[Saved entries]
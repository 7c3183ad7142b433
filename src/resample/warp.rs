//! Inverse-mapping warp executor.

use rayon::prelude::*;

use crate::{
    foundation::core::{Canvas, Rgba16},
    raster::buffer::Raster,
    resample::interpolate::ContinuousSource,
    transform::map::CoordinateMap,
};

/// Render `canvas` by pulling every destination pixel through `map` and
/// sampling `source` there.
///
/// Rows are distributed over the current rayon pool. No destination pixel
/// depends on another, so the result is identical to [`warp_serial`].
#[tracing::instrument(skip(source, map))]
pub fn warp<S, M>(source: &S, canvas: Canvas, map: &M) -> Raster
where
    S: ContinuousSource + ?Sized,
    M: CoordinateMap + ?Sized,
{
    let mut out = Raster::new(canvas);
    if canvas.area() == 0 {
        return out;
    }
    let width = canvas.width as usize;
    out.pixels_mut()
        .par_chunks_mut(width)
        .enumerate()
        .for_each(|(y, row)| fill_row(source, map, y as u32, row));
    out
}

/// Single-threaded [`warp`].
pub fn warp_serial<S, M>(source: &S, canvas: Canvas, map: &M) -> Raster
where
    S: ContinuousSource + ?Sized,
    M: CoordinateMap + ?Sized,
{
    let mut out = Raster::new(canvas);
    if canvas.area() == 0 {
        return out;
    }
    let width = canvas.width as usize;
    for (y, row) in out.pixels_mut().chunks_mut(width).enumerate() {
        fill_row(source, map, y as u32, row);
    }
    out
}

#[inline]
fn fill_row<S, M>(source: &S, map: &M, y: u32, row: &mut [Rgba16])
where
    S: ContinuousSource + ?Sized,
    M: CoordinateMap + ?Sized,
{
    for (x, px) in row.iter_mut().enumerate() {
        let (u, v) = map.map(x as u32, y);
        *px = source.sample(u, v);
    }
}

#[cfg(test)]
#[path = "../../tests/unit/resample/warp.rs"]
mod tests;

§ Activity: The full set of records above is to be printed exactly as it appears.

§ Written answer:
repository 7c3183ad7142b433
filename src/resample/warp.rs
//! Inverse-mapping warp executor.

use rayon::prelude::*;

use crate::{
    foundation::core::{Canvas, Rgba16},
    raster::buffer::Raster,
    resample::interpolate::ContinuousSource,
    transform::map::CoordinateMap,
};

/// Render `canvas` by pulling every destination pixel through `map` and
/// sampling `source` there.
///
/// Rows are distributed over the current rayon pool. No destination pixel
/// depends on another, so the result is identical to [`warp_serial`].
#[tracing::instrument(skip(source, map))]
pub fn warp<S, M>(source: &S, canvas: Canvas, map: &M) -> Raster
where
    S: ContinuousSource + ?Sized,
    M: CoordinateMap + ?Sized,
{
    let mut out = Raster::new(canvas);
    if canvas.area() == 0 {
        return out;
    }
    let width = canvas.width as usize;
    out.pixels_mut()
        .par_chunks_mut(width)
        .enumerate()
        .for_each(|(y, row)| fill_row(source, map, y as u32, row));
    out
}

/// Single-threaded [`warp`].
pub fn warp_serial<S, M>(source: &S, canvas: Canvas, map: &M) -> Raster
where
    S: ContinuousSource + ?Sized,
    M: CoordinateMap + ?Sized,
{
    let mut out = Raster::new(canvas);
    if canvas.area() == 0 {
        return out;
    }
    let width = canvas.width as usize;
    for (y, row) in out.pixels_mut().chunks_mut(width).enumerate() {
        fill_row(source, map, y as u32, row);
    }
    out
}

#[inline]
fn fill_row<S, M>(source: &S, map: &M, y: u32, row: &mut [Rgba16])
where
    S: ContinuousSource + ?Sized,
    M: CoordinateMap + ?Sized,
{
    for (x, px) in row.iter_mut().enumerate() {
        let (u, v) = map.map(x as u32, y);
        *px = source.sample(u, v);
    }
}

#[cfg(test)]
#[path = "../../tests/unit/resample/warp.rs"]
mod tests;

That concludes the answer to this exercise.